Dataset entries>
┄┄┄┄┄┄┄┄┄┄┄┄┄┄┄┄┄┄┄┄

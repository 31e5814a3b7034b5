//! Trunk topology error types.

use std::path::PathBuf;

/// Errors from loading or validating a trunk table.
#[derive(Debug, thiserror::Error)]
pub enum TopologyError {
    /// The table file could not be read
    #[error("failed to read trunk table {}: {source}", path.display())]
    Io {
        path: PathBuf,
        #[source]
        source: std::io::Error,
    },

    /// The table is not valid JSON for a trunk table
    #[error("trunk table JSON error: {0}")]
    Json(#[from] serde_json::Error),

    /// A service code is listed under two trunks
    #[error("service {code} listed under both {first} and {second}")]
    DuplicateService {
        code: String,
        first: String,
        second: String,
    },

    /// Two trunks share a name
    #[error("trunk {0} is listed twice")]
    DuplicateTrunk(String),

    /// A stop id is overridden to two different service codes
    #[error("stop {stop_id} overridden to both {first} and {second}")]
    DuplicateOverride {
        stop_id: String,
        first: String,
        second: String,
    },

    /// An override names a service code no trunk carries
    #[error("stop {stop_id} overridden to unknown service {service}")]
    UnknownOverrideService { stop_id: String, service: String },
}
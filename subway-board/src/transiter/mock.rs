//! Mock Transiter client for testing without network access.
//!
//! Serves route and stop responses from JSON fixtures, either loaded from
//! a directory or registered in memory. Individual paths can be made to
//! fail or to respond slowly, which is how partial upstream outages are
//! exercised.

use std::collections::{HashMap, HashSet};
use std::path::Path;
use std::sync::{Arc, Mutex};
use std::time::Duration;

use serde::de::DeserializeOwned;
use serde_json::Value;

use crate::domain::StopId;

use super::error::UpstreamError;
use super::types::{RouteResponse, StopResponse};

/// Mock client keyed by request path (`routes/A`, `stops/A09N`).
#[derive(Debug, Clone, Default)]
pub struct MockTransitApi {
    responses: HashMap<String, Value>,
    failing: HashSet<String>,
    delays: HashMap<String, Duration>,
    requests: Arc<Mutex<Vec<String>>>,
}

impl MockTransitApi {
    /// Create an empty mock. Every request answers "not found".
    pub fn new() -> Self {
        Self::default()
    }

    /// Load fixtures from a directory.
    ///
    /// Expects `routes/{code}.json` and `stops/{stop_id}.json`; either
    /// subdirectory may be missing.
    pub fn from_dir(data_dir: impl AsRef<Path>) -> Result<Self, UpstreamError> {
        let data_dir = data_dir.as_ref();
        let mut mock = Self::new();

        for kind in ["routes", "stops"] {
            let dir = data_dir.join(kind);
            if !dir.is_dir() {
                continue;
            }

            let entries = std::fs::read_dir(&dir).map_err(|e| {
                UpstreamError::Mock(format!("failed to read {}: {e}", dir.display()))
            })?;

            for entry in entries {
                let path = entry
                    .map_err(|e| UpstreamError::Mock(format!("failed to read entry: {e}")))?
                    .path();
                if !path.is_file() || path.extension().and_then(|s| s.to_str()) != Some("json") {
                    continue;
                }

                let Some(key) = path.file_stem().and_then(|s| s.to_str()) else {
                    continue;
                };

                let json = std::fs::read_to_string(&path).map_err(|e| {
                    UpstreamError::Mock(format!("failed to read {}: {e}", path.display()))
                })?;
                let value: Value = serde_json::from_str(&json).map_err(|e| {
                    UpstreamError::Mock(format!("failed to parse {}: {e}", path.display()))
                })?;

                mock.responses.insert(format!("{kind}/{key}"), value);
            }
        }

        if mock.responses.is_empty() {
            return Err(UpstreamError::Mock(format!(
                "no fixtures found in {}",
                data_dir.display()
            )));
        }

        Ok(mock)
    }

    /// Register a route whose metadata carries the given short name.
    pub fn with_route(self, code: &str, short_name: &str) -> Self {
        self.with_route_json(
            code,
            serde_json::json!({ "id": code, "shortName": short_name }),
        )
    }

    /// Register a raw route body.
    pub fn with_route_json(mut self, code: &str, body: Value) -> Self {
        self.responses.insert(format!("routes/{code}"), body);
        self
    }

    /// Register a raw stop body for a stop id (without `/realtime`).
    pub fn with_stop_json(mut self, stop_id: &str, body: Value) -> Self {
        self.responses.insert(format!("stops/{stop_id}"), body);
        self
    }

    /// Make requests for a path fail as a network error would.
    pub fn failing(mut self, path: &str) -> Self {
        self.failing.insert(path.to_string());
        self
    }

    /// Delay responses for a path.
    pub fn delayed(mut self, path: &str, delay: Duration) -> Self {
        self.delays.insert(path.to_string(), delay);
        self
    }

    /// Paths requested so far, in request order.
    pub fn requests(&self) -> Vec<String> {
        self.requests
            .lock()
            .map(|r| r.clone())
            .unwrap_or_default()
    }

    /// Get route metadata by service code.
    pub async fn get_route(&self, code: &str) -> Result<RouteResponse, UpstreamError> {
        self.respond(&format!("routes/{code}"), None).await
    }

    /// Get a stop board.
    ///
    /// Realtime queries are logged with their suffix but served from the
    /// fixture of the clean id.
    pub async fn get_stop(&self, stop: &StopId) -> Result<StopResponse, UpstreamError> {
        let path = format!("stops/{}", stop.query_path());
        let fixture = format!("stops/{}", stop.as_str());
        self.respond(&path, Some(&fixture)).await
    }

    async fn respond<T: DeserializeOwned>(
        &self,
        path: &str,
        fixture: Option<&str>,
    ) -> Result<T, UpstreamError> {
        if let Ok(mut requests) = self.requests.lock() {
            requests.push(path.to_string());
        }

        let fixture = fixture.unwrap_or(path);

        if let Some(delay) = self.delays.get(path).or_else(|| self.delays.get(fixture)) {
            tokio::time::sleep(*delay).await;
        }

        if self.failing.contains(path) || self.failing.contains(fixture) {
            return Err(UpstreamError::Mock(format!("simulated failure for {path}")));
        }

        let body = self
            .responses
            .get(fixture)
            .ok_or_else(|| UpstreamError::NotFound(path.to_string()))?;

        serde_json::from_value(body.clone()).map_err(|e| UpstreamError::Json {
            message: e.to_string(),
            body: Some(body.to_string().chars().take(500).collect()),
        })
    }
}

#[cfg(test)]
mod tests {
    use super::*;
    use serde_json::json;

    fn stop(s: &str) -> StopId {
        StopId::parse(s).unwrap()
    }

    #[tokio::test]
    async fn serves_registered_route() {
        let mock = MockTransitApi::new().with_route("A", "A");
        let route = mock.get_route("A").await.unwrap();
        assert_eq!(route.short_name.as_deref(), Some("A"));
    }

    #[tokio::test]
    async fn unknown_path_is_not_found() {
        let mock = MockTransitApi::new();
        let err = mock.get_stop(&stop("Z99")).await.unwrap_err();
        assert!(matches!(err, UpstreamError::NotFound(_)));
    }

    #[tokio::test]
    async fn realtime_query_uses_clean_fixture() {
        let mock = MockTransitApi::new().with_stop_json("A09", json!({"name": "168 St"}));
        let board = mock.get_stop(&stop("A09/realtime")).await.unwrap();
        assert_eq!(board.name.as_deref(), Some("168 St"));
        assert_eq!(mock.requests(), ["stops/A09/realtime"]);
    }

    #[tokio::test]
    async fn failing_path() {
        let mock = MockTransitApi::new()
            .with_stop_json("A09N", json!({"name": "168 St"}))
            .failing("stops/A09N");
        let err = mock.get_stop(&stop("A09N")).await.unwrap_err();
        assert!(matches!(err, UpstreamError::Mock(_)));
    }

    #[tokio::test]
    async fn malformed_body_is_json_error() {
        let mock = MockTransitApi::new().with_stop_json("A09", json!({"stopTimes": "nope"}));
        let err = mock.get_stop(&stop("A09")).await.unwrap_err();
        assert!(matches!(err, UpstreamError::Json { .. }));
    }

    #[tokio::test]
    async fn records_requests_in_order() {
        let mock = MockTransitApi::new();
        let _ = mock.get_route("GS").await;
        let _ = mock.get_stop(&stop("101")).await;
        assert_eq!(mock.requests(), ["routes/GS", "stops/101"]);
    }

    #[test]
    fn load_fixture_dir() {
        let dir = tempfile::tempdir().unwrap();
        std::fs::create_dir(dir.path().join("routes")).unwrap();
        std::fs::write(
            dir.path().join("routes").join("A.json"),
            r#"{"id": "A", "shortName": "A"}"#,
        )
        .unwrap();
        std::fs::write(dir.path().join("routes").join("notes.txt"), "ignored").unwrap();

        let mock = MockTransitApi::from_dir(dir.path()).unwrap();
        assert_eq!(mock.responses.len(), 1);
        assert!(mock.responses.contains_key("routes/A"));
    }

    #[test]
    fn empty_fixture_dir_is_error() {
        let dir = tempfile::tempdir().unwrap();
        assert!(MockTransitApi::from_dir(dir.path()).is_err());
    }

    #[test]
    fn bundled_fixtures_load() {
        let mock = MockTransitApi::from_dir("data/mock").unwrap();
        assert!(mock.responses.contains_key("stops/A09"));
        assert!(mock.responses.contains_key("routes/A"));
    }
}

┄┄┄┄┄┄┄┄┄┄┄┄┄┄┄┄┄┄┄┄

ASSIGNMENT>
Collect every line from the records above that contains the word "listed".

TASK SOLUTION>
    /// A service code is listed under two trunks
    #[error("service {code} listed under both {first} and {second}")]
    #[error("trunk {0} is listed twice")]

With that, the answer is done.